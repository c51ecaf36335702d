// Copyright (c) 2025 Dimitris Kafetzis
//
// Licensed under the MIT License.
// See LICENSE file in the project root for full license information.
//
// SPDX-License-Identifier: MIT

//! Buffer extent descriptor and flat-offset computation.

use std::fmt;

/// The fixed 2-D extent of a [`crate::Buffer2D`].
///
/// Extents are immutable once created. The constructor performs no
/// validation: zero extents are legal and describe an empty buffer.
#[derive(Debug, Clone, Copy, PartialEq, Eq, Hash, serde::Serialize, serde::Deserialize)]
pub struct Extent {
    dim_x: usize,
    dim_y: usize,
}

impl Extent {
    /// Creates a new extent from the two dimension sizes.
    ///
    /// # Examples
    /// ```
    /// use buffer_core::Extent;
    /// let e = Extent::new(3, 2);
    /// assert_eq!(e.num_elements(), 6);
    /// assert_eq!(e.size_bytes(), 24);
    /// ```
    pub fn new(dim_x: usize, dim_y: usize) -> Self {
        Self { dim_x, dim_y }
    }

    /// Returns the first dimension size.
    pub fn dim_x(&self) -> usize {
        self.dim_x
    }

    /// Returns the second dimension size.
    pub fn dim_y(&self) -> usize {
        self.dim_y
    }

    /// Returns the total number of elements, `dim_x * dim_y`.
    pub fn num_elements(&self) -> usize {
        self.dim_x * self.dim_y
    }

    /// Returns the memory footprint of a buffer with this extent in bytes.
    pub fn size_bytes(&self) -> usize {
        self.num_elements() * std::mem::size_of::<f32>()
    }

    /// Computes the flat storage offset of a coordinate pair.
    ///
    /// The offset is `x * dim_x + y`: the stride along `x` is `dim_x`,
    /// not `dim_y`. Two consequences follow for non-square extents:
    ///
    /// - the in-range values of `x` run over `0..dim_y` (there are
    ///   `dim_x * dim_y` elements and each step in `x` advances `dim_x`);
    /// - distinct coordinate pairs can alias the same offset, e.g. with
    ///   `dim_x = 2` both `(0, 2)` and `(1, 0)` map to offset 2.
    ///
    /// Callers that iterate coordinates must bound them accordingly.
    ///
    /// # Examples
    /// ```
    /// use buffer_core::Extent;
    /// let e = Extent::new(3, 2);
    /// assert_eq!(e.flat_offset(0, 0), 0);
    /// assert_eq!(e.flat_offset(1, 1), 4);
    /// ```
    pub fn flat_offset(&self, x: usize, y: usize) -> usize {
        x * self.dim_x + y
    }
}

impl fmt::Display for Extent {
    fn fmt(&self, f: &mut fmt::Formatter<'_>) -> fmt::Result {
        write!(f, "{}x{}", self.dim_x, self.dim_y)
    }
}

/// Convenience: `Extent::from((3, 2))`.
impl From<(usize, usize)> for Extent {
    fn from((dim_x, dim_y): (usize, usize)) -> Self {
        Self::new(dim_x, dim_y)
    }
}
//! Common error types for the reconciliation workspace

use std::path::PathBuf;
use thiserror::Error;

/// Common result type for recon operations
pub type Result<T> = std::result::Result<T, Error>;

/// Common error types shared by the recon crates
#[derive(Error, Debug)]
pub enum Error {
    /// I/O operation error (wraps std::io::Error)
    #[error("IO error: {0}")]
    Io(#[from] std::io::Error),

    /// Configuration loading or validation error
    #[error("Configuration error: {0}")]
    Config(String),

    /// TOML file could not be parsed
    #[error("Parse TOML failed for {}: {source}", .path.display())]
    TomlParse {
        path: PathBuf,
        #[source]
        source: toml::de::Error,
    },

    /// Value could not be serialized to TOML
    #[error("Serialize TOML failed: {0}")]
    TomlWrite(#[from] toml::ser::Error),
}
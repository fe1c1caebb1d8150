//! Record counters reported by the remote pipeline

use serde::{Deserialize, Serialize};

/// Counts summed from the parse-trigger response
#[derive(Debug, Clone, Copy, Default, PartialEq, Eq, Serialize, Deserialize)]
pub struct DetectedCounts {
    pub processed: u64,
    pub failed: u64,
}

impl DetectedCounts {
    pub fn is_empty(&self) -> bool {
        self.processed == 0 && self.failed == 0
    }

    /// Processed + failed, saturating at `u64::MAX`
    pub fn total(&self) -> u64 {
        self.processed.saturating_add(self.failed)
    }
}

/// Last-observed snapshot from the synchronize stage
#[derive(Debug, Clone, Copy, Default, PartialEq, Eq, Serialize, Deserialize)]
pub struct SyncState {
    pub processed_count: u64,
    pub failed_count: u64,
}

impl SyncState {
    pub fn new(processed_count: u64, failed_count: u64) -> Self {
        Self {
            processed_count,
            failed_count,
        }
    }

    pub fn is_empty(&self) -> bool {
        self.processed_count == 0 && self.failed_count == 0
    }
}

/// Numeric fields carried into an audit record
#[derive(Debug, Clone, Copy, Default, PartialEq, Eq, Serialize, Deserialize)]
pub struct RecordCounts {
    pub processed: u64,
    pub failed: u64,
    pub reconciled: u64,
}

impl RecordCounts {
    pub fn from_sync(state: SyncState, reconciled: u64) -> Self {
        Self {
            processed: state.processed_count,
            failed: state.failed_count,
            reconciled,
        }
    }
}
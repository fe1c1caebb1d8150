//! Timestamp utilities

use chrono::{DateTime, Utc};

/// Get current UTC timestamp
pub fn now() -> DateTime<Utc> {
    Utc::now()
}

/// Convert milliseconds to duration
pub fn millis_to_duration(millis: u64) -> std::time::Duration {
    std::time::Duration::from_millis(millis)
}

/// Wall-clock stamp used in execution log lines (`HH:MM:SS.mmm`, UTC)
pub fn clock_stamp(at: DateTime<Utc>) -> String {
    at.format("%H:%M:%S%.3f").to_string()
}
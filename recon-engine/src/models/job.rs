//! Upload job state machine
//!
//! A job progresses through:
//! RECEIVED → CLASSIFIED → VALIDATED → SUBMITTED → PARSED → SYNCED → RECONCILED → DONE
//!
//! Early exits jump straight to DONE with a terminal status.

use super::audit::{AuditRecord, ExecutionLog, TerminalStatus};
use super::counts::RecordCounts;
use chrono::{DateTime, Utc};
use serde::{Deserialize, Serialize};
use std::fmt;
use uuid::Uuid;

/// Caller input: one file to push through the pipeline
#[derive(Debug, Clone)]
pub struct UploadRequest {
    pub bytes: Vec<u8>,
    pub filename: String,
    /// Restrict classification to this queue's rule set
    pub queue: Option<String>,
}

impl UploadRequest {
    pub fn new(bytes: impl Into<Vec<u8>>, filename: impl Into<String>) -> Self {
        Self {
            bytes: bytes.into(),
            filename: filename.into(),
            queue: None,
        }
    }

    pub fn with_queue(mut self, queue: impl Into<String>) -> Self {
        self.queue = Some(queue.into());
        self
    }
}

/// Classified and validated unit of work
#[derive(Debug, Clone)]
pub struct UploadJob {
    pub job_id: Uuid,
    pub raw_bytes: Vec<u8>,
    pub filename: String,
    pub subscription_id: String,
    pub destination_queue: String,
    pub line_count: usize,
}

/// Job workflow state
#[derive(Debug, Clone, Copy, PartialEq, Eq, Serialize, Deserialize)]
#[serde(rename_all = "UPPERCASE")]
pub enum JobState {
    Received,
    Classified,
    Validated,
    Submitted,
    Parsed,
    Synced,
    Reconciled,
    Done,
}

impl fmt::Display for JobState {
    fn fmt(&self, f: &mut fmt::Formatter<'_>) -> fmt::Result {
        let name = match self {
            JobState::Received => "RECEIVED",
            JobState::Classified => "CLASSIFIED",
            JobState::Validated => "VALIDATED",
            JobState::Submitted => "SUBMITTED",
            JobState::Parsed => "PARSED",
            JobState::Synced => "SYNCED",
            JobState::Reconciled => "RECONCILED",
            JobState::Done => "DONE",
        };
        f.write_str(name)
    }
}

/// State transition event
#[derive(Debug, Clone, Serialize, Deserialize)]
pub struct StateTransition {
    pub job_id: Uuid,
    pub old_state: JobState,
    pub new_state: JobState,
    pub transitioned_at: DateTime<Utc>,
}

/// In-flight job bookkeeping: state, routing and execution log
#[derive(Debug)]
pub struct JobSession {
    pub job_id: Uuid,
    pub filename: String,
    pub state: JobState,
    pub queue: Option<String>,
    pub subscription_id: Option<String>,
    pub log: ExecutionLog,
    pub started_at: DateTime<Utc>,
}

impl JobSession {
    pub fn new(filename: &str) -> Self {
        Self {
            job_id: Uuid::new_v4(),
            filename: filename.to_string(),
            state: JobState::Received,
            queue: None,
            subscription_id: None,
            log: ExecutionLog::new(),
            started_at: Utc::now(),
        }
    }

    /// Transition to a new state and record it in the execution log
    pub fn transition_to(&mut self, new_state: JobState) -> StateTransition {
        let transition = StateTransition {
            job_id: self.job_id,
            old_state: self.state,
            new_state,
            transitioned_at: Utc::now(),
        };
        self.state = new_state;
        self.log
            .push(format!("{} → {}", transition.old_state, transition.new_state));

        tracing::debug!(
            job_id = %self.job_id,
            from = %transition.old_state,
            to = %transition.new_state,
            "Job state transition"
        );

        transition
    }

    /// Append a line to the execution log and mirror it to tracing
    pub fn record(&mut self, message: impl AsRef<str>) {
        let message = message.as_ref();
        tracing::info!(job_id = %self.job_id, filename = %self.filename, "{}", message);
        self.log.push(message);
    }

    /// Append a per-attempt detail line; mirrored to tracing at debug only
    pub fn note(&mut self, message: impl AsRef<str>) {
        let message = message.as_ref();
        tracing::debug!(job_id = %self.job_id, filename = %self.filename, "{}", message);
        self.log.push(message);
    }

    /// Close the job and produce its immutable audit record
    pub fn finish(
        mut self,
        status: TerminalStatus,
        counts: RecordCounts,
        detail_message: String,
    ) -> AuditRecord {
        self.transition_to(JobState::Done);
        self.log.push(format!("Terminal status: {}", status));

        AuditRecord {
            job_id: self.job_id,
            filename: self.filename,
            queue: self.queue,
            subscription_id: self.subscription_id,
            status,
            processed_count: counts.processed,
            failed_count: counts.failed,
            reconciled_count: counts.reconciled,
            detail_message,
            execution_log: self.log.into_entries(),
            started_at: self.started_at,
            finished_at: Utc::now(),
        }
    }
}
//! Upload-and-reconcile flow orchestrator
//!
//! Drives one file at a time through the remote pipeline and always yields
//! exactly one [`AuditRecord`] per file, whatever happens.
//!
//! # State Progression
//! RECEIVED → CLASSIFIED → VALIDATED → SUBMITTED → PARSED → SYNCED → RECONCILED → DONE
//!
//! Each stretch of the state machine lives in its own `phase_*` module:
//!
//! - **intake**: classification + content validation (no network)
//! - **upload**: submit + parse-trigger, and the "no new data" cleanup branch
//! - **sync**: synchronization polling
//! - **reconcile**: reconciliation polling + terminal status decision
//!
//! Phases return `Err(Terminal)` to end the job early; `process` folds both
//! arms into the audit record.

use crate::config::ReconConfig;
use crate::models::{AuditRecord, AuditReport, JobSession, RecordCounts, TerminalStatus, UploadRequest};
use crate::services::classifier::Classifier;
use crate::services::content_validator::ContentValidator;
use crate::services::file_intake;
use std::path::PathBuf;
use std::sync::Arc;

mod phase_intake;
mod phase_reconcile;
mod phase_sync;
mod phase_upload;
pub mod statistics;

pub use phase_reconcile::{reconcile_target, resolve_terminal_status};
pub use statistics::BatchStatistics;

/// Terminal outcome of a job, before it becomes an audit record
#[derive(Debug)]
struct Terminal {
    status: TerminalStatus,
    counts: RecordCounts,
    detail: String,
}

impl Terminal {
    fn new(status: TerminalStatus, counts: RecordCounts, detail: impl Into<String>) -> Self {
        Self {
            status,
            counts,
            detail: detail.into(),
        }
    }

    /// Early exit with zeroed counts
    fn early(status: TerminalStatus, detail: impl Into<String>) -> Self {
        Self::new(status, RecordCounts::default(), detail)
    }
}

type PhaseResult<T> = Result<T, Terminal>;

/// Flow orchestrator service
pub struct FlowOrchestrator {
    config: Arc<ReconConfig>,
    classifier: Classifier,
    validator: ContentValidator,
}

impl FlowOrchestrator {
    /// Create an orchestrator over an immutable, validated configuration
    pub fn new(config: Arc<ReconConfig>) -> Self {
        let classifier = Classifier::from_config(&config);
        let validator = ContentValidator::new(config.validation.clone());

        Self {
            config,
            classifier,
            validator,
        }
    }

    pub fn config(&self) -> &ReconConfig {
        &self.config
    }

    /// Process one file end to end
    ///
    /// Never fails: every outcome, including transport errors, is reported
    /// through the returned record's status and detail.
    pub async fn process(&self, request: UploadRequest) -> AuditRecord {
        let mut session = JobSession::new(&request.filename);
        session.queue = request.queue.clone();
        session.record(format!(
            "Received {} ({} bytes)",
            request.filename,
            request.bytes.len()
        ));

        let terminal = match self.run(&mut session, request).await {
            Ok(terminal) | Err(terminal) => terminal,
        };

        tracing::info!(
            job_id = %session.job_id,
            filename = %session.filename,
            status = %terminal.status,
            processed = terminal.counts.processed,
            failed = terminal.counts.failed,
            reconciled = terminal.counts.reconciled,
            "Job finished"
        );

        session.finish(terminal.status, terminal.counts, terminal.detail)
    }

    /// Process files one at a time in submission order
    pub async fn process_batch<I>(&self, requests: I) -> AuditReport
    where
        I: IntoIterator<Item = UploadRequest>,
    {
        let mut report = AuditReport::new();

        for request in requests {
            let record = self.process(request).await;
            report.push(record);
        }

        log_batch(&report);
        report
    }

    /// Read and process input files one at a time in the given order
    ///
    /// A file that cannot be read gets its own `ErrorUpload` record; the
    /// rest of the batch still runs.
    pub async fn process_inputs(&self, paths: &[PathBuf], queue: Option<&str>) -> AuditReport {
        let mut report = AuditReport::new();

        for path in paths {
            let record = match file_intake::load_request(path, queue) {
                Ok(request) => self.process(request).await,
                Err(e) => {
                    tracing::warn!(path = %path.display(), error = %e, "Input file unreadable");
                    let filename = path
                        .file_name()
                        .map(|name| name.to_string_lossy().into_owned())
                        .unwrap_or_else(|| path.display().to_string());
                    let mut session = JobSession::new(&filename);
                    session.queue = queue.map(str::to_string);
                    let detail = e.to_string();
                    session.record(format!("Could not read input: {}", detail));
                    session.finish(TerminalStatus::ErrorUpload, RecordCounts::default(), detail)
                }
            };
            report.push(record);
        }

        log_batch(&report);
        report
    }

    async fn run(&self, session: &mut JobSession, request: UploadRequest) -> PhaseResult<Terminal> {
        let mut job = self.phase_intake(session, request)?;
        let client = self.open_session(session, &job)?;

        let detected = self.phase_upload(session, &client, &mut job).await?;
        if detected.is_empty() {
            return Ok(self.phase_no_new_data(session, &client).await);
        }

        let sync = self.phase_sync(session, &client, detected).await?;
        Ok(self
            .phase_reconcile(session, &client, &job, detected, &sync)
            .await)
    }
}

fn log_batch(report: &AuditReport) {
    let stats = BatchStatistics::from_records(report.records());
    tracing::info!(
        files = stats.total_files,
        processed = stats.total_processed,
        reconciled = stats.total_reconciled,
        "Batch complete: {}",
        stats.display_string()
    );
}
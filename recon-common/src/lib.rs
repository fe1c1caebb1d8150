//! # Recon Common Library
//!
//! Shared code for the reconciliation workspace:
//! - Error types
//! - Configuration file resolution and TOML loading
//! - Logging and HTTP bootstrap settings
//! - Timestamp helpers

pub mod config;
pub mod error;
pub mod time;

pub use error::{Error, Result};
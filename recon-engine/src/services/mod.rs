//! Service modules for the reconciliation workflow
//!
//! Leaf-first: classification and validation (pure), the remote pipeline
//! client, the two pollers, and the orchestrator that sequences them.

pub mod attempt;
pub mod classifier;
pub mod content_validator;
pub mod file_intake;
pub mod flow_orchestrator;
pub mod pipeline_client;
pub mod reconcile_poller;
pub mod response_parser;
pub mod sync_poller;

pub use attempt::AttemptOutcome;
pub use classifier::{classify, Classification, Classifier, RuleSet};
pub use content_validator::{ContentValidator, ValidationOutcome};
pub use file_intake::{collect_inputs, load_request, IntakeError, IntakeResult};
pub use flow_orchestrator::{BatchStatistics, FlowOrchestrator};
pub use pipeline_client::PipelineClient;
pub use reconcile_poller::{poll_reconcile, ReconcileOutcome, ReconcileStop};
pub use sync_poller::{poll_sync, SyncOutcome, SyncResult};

**PROBLEM REQUIREMENTS:** From the data above, gather every line that includes the word "paths".

**EXERCISE RESULT:**
    pub async fn process_inputs(&self, paths: &[PathBuf], queue: Option<&str>) -> AuditReport {
        for path in paths {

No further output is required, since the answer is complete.